### INPUT DATA
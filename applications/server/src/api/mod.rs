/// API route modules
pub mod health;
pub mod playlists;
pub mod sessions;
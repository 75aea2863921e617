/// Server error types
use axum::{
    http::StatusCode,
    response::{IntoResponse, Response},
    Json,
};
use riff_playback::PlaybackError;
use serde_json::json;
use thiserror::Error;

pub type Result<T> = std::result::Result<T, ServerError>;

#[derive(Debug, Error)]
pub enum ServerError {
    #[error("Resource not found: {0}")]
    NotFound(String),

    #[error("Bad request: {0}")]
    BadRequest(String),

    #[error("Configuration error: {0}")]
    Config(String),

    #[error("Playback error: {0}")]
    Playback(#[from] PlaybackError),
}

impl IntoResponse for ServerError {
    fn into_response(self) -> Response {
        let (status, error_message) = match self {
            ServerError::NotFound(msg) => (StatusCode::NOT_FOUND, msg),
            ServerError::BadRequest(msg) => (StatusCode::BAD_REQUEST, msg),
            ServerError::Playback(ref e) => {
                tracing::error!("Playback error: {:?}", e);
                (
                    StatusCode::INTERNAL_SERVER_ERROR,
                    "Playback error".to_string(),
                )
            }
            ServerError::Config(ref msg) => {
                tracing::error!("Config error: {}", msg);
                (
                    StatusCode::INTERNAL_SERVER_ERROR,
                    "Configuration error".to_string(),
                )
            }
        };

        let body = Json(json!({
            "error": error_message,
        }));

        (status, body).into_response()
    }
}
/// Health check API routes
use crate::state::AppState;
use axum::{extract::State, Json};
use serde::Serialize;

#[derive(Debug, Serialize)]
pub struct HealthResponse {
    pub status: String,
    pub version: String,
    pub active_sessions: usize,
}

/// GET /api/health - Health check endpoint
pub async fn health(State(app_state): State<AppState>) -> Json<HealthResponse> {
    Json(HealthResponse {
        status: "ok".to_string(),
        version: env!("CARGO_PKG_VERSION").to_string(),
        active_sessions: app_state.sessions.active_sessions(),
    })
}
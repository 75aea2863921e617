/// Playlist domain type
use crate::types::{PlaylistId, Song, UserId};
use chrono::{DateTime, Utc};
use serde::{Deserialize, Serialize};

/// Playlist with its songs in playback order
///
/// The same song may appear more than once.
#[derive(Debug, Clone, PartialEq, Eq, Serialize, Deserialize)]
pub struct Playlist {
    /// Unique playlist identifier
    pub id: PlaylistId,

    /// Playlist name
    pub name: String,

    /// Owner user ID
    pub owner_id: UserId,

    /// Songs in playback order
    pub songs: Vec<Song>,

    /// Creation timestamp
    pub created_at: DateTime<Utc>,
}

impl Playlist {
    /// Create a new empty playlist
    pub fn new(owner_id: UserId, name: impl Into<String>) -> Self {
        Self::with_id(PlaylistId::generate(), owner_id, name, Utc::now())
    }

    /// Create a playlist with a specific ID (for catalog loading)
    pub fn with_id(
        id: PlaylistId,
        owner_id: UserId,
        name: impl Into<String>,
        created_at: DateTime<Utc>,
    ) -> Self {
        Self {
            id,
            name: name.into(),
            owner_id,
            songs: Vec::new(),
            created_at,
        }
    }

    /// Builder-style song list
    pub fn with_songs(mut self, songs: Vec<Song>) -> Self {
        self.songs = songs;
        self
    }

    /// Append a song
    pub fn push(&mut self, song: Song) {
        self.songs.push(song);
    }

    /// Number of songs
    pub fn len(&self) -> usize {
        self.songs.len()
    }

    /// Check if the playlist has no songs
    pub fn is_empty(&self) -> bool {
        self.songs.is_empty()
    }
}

### PROBLEM STATEMENT
The complete data above is to be written out again as it stands.

### EXERCISE RESULT
filename applications/server/src/api/mod.rs
/// API route modules
pub mod health;
pub mod playlists;
pub mod sessions;
repository 75aea2863921e617
/// Server error types
use axum::{
    http::StatusCode,
    response::{IntoResponse, Response},
    Json,
};
use riff_playback::PlaybackError;
use serde_json::json;
use thiserror::Error;

pub type Result<T> = std::result::Result<T, ServerError>;

#[derive(Debug, Error)]
pub enum ServerError {
    #[error("Resource not found: {0}")]
    NotFound(String),

    #[error("Bad request: {0}")]
    BadRequest(String),

    #[error("Configuration error: {0}")]
    Config(String),

    #[error("Playback error: {0}")]
    Playback(#[from] PlaybackError),
}

impl IntoResponse for ServerError {
    fn into_response(self) -> Response {
        let (status, error_message) = match self {
            ServerError::NotFound(msg) => (StatusCode::NOT_FOUND, msg),
            ServerError::BadRequest(msg) => (StatusCode::BAD_REQUEST, msg),
            ServerError::Playback(ref e) => {
                tracing::error!("Playback error: {:?}", e);
                (
                    StatusCode::INTERNAL_SERVER_ERROR,
                    "Playback error".to_string(),
                )
            }
            ServerError::Config(ref msg) => {
                tracing::error!("Config error: {}", msg);
                (
                    StatusCode::INTERNAL_SERVER_ERROR,
                    "Configuration error".to_string(),
                )
            }
        };

        let body = Json(json!({
            "error": error_message,
        }));

        (status, body).into_response()
    }
}
/// Health check API routes
use crate::state::AppState;
use axum::{extract::State, Json};
use serde::Serialize;

#[derive(Debug, Serialize)]
pub struct HealthResponse {
    pub status: String,
    pub version: String,
    pub active_sessions: usize,
}

/// GET /api/health - Health check endpoint
pub async fn health(State(app_state): State<AppState>) -> Json<HealthResponse> {
    Json(HealthResponse {
        status: "ok".to_string(),
        version: env!("CARGO_PKG_VERSION").to_string(),
        active_sessions: app_state.sessions.active_sessions(),
    })
}
repository 75aea2863921e617
/// Playlist domain type
use crate::types::{PlaylistId, Song, UserId};
use chrono::{DateTime, Utc};
use serde::{Deserialize, Serialize};

/// Playlist with its songs in playback order
///
/// The same song may appear more than once.
#[derive(Debug, Clone, PartialEq, Eq, Serialize, Deserialize)]
pub struct Playlist {
    /// Unique playlist identifier
    pub id: PlaylistId,

    /// Playlist name
    pub name: String,

    /// Owner user ID
    pub owner_id: UserId,

    /// Songs in playback order
    pub songs: Vec<Song>,

    /// Creation timestamp
    pub created_at: DateTime<Utc>,
}

impl Playlist {
    /// Create a new empty playlist
    pub fn new(owner_id: UserId, name: impl Into<String>) -> Self {
        Self::with_id(PlaylistId::generate(), owner_id, name, Utc::now())
    }

    /// Create a playlist with a specific ID (for catalog loading)
    pub fn with_id(
        id: PlaylistId,
        owner_id: UserId,
        name: impl Into<String>,
        created_at: DateTime<Utc>,
    ) -> Self {
        Self {
            id,
            name: name.into(),
            owner_id,
            songs: Vec::new(),
            created_at,
        }
    }

    /// Builder-style song list
    pub fn with_songs(mut self, songs: Vec<Song>) -> Self {
        self.songs = songs;
        self
    }

    /// Append a song
    pub fn push(&mut self, song: Song) {
        self.songs.push(song);
    }

    /// Number of songs
    pub fn len(&self) -> usize {
        self.songs.len()
    }

    /// Check if the playlist has no songs
    pub fn is_empty(&self) -> bool {
        self.songs.is_empty()
    }
}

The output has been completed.